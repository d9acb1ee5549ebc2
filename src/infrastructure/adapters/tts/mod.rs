//! TTS Adapter - 远程语音合成客户端实现

mod fake_tts_client;
mod openai_tts_client;

pub use fake_tts_client::{FakeTtsClient, FakeTtsClientConfig};
pub use openai_tts_client::{OpenAiTtsClient, OpenAiTtsClientConfig};
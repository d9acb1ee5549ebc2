//! Pandoc Converter - 调用 pandoc 将 markdown 转为纯文本
//!
//! 实现 TextConverterPort trait

use std::io::ErrorKind;
use std::path::Path;
use std::process::{Command, Stdio};

use crate::application::ports::{ConvertError, TextConverterPort};

/// Pandoc 转换器
pub struct PandocConverter {
    /// pandoc 可执行文件
    program: String,
}

impl PandocConverter {
    pub fn new(program: impl Into<String>) -> Self {
        Self {
            program: program.into(),
        }
    }
}

impl Default for PandocConverter {
    fn default() -> Self {
        Self::new("pandoc")
    }
}

impl TextConverterPort for PandocConverter {
    fn to_plain_text(&self, document: &Path) -> Result<String, ConvertError> {
        let output = Command::new(&self.program)
            .arg(document)
            .args(["-t", "plain"])
            .stdin(Stdio::null())
            .output()
            .map_err(|e| match e.kind() {
                ErrorKind::NotFound => {
                    ConvertError::Unavailable(format!("'{}' not found on PATH", self.program))
                }
                _ => ConvertError::Unavailable(format!("Cannot run '{}': {}", self.program, e)),
            })?;

        if !output.status.success() {
            let stderr = String::from_utf8_lossy(&output.stderr);
            return Err(ConvertError::Failed(format!(
                "{} exited with {}: {}",
                self.program,
                output.status,
                stderr.trim()
            )));
        }

        Ok(String::from_utf8_lossy(&output.stdout).into_owned())
    }
}
//! Domain Layer - 领域层
//!
//! - Speech Context: 音色、模型、格式与允许列表
//! - 文本分块器

pub mod speech;

mod chunker;

pub use chunker::{chunk_text, ChunkConfig, DEFAULT_MAX_CHUNK_CHARS};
#####
▶ [What you need to do] Copy every line of the material in which the word "Command" occurs.

▶ [Response area]
use std::process::{Command, Stdio};
        let output = Command::new(&self.program)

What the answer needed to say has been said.